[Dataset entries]
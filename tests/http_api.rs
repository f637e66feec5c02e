//! The HTTP surface, driven in-process with `tower::ServiceExt::oneshot`.

use std::sync::Arc;

use axum::body::Body;
use axum::http::{header, Method, Request, StatusCode};

use endpoint_router::admin::{setup_admin_router, AdminState};
use endpoint_router::config::loader::parse_config;
use endpoint_router::http::{HttpServer, X_REQUEST_ID};
use endpoint_router::routing::{DefaultEndpointDataSource, Router};

mod common;
use common::{request, send};

const CONFIG: &str = r#"
[tokens]
area = "api"

[[endpoints]]
name = "users.list"
pattern = "[area]/users"
methods = ["GET"]

[[endpoints]]
name = "users.get"
pattern = "[area]/users/{id:int}"
methods = ["GET"]

[[endpoints]]
name = "upload"
pattern = "upload"
methods = ["POST"]
consumes = ["application/json"]

[[endpoints]]
name = "first"
pattern = "dup/{x}"

[[endpoints]]
name = "second"
pattern = "dup/{y}"
"#;

fn router() -> Arc<Router> {
    let config = parse_config(CONFIG).unwrap();
    let source = Arc::new(DefaultEndpointDataSource::new(config.build_endpoints().unwrap()));
    Arc::new(Router::new(source).unwrap())
}

#[tokio::test]
async fn test_matched_endpoint_json() {
    let app = HttpServer::new(router()).app();
    let (status, headers, body) = send(app, request(Method::GET, "/api/users/42")).await;

    assert_eq!(status, StatusCode::OK);
    assert_eq!(body["endpoint"], "users.get");
    assert_eq!(body["pattern"], "api/users/{id:int}");
    assert_eq!(body["values"]["id"], "42");
    assert!(headers.contains_key(X_REQUEST_ID));
}

#[tokio::test]
async fn test_client_request_id_is_echoed() {
    let app = HttpServer::new(router()).app();
    let request = Request::builder()
        .uri("/api/users")
        .header(X_REQUEST_ID, "trace-me")
        .body(Body::empty())
        .unwrap();
    let (status, headers, _) = send(app, request).await;

    assert_eq!(status, StatusCode::OK);
    assert_eq!(headers[X_REQUEST_ID], "trace-me");
}

#[tokio::test]
async fn test_not_found_and_method_not_allowed() {
    let app = HttpServer::new(router()).app();

    let (status, _, _) = send(app.clone(), request(Method::GET, "/api/users/abc")).await;
    assert_eq!(status, StatusCode::NOT_FOUND);

    let (status, headers, body) = send(app.clone(), request(Method::DELETE, "/api/users/1")).await;
    assert_eq!(status, StatusCode::METHOD_NOT_ALLOWED);
    assert_eq!(headers[header::ALLOW], "GET");
    assert_eq!(body["allow"], "GET");

    let (status, _, _) = send(app, request(Method::GET, "/nowhere")).await;
    assert_eq!(status, StatusCode::NOT_FOUND);
}

#[tokio::test]
async fn test_content_type_filtering() {
    let app = HttpServer::new(router()).app();

    let json = Request::builder()
        .method(Method::POST)
        .uri("/upload")
        .header(header::CONTENT_TYPE, "application/json")
        .body(Body::from("{}"))
        .unwrap();
    let (status, _, body) = send(app.clone(), json).await;
    assert_eq!(status, StatusCode::OK);
    assert_eq!(body["endpoint"], "upload");

    let text = Request::builder()
        .method(Method::POST)
        .uri("/upload")
        .header(header::CONTENT_TYPE, "text/plain")
        .body(Body::from("hi"))
        .unwrap();
    let (status, _, _) = send(app, text).await;
    assert_eq!(status, StatusCode::NOT_FOUND);
}

#[tokio::test]
async fn test_ambiguity_is_a_server_error() {
    let app = HttpServer::new(router()).app();
    let (status, _, body) = send(app, request(Method::GET, "/dup/1")).await;

    assert_eq!(status, StatusCode::INTERNAL_SERVER_ERROR);
    assert_eq!(body["endpoints"], serde_json::json!(["first", "second"]));
}

fn admin() -> axum::Router {
    setup_admin_router(AdminState {
        router: router(),
        api_key: Arc::from("secret"),
    })
}

fn authorized(uri: &str) -> Request<Body> {
    Request::builder()
        .uri(uri)
        .header(header::AUTHORIZATION, "Bearer secret")
        .body(Body::empty())
        .unwrap()
}

#[tokio::test]
async fn test_admin_requires_key() {
    let (status, _, _) = send(admin(), request(Method::GET, "/admin/status")).await;
    assert_eq!(status, StatusCode::UNAUTHORIZED);

    let wrong = Request::builder()
        .uri("/admin/status")
        .header(header::AUTHORIZATION, "Bearer nope")
        .body(Body::empty())
        .unwrap();
    let (status, _, _) = send(admin(), wrong).await;
    assert_eq!(status, StatusCode::UNAUTHORIZED);
}

#[tokio::test]
async fn test_admin_status_and_endpoints() {
    let (status, _, body) = send(admin(), authorized("/admin/status")).await;
    assert_eq!(status, StatusCode::OK);
    assert_eq!(body["generation"], 1);
    assert_eq!(body["endpoints"], 5);
    assert_eq!(body["policies"], serde_json::json!(["http_method", "consumes"]));

    let (status, _, body) = send(admin(), authorized("/admin/endpoints")).await;
    assert_eq!(status, StatusCode::OK);
    assert_eq!(body[1]["name"], "users.get");
    assert_eq!(body[1]["pattern"], "api/users/{id:int}");
    assert_eq!(body[1]["methods"], serde_json::json!(["GET"]));
    assert_eq!(body[2]["consumes"], serde_json::json!(["application/json"]));
}

#[tokio::test]
async fn test_admin_graph_is_dot() {
    let (status, headers, body) = send(admin(), authorized("/admin/graph")).await;
    assert_eq!(status, StatusCode::OK);
    assert!(headers[header::CONTENT_TYPE].to_str().unwrap().starts_with("text/vnd.graphviz"));
    let dot = body.as_str().unwrap();
    assert!(dot.starts_with("digraph DFA {"));
    assert!(dot.contains("users.get"));
}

→ **WHAT YOU ARE ASKED TO DO**
The data above should be returned exactly as written.

→ **SOLVED EXERCISE**
filename tests/http_api.rs
repository f637e66feec5c02e
//! The HTTP surface, driven in-process with `tower::ServiceExt::oneshot`.

use std::sync::Arc;

use axum::body::Body;
use axum::http::{header, Method, Request, StatusCode};

use endpoint_router::admin::{setup_admin_router, AdminState};
use endpoint_router::config::loader::parse_config;
use endpoint_router::http::{HttpServer, X_REQUEST_ID};
use endpoint_router::routing::{DefaultEndpointDataSource, Router};

mod common;
use common::{request, send};

const CONFIG: &str = r#"
[tokens]
area = "api"

[[endpoints]]
name = "users.list"
pattern = "[area]/users"
methods = ["GET"]

[[endpoints]]
name = "users.get"
pattern = "[area]/users/{id:int}"
methods = ["GET"]

[[endpoints]]
name = "upload"
pattern = "upload"
methods = ["POST"]
consumes = ["application/json"]

[[endpoints]]
name = "first"
pattern = "dup/{x}"

[[endpoints]]
name = "second"
pattern = "dup/{y}"
"#;

fn router() -> Arc<Router> {
    let config = parse_config(CONFIG).unwrap();
    let source = Arc::new(DefaultEndpointDataSource::new(config.build_endpoints().unwrap()));
    Arc::new(Router::new(source).unwrap())
}

#[tokio::test]
async fn test_matched_endpoint_json() {
    let app = HttpServer::new(router()).app();
    let (status, headers, body) = send(app, request(Method::GET, "/api/users/42")).await;

    assert_eq!(status, StatusCode::OK);
    assert_eq!(body["endpoint"], "users.get");
    assert_eq!(body["pattern"], "api/users/{id:int}");
    assert_eq!(body["values"]["id"], "42");
    assert!(headers.contains_key(X_REQUEST_ID));
}

#[tokio::test]
async fn test_client_request_id_is_echoed() {
    let app = HttpServer::new(router()).app();
    let request = Request::builder()
        .uri("/api/users")
        .header(X_REQUEST_ID, "trace-me")
        .body(Body::empty())
        .unwrap();
    let (status, headers, _) = send(app, request).await;

    assert_eq!(status, StatusCode::OK);
    assert_eq!(headers[X_REQUEST_ID], "trace-me");
}

#[tokio::test]
async fn test_not_found_and_method_not_allowed() {
    let app = HttpServer::new(router()).app();

    let (status, _, _) = send(app.clone(), request(Method::GET, "/api/users/abc")).await;
    assert_eq!(status, StatusCode::NOT_FOUND);

    let (status, headers, body) = send(app.clone(), request(Method::DELETE, "/api/users/1")).await;
    assert_eq!(status, StatusCode::METHOD_NOT_ALLOWED);
    assert_eq!(headers[header::ALLOW], "GET");
    assert_eq!(body["allow"], "GET");

    let (status, _, _) = send(app, request(Method::GET, "/nowhere")).await;
    assert_eq!(status, StatusCode::NOT_FOUND);
}

#[tokio::test]
async fn test_content_type_filtering() {
    let app = HttpServer::new(router()).app();

    let json = Request::builder()
        .method(Method::POST)
        .uri("/upload")
        .header(header::CONTENT_TYPE, "application/json")
        .body(Body::from("{}"))
        .unwrap();
    let (status, _, body) = send(app.clone(), json).await;
    assert_eq!(status, StatusCode::OK);
    assert_eq!(body["endpoint"], "upload");

    let text = Request::builder()
        .method(Method::POST)
        .uri("/upload")
        .header(header::CONTENT_TYPE, "text/plain")
        .body(Body::from("hi"))
        .unwrap();
    let (status, _, _) = send(app, text).await;
    assert_eq!(status, StatusCode::NOT_FOUND);
}

#[tokio::test]
async fn test_ambiguity_is_a_server_error() {
    let app = HttpServer::new(router()).app();
    let (status, _, body) = send(app, request(Method::GET, "/dup/1")).await;

    assert_eq!(status, StatusCode::INTERNAL_SERVER_ERROR);
    assert_eq!(body["endpoints"], serde_json::json!(["first", "second"]));
}

fn admin() -> axum::Router {
    setup_admin_router(AdminState {
        router: router(),
        api_key: Arc::from("secret"),
    })
}

fn authorized(uri: &str) -> Request<Body> {
    Request::builder()
        .uri(uri)
        .header(header::AUTHORIZATION, "Bearer secret")
        .body(Body::empty())
        .unwrap()
}

#[tokio::test]
async fn test_admin_requires_key() {
    let (status, _, _) = send(admin(), request(Method::GET, "/admin/status")).await;
    assert_eq!(status, StatusCode::UNAUTHORIZED);

    let wrong = Request::builder()
        .uri("/admin/status")
        .header(header::AUTHORIZATION, "Bearer nope")
        .body(Body::empty())
        .unwrap();
    let (status, _, _) = send(admin(), wrong).await;
    assert_eq!(status, StatusCode::UNAUTHORIZED);
}

#[tokio::test]
async fn test_admin_status_and_endpoints() {
    let (status, _, body) = send(admin(), authorized("/admin/status")).await;
    assert_eq!(status, StatusCode::OK);
    assert_eq!(body["generation"], 1);
    assert_eq!(body["endpoints"], 5);
    assert_eq!(body["policies"], serde_json::json!(["http_method", "consumes"]));

    let (status, _, body) = send(admin(), authorized("/admin/endpoints")).await;
    assert_eq!(status, StatusCode::OK);
    assert_eq!(body[1]["name"], "users.get");
    assert_eq!(body[1]["pattern"], "api/users/{id:int}");
    assert_eq!(body[1]["methods"], serde_json::json!(["GET"]));
    assert_eq!(body[2]["consumes"], serde_json::json!(["application/json"]));
}

#[tokio::test]
async fn test_admin_graph_is_dot() {
    let (status, headers, body) = send(admin(), authorized("/admin/graph")).await;
    assert_eq!(status, StatusCode::OK);
    assert!(headers[header::CONTENT_TYPE].to_str().unwrap().starts_with("text/vnd.graphviz"));
    let dot = body.as_str().unwrap();
    assert!(dot.starts_with("digraph DFA {"));
    assert!(dot.contains("users.get"));
}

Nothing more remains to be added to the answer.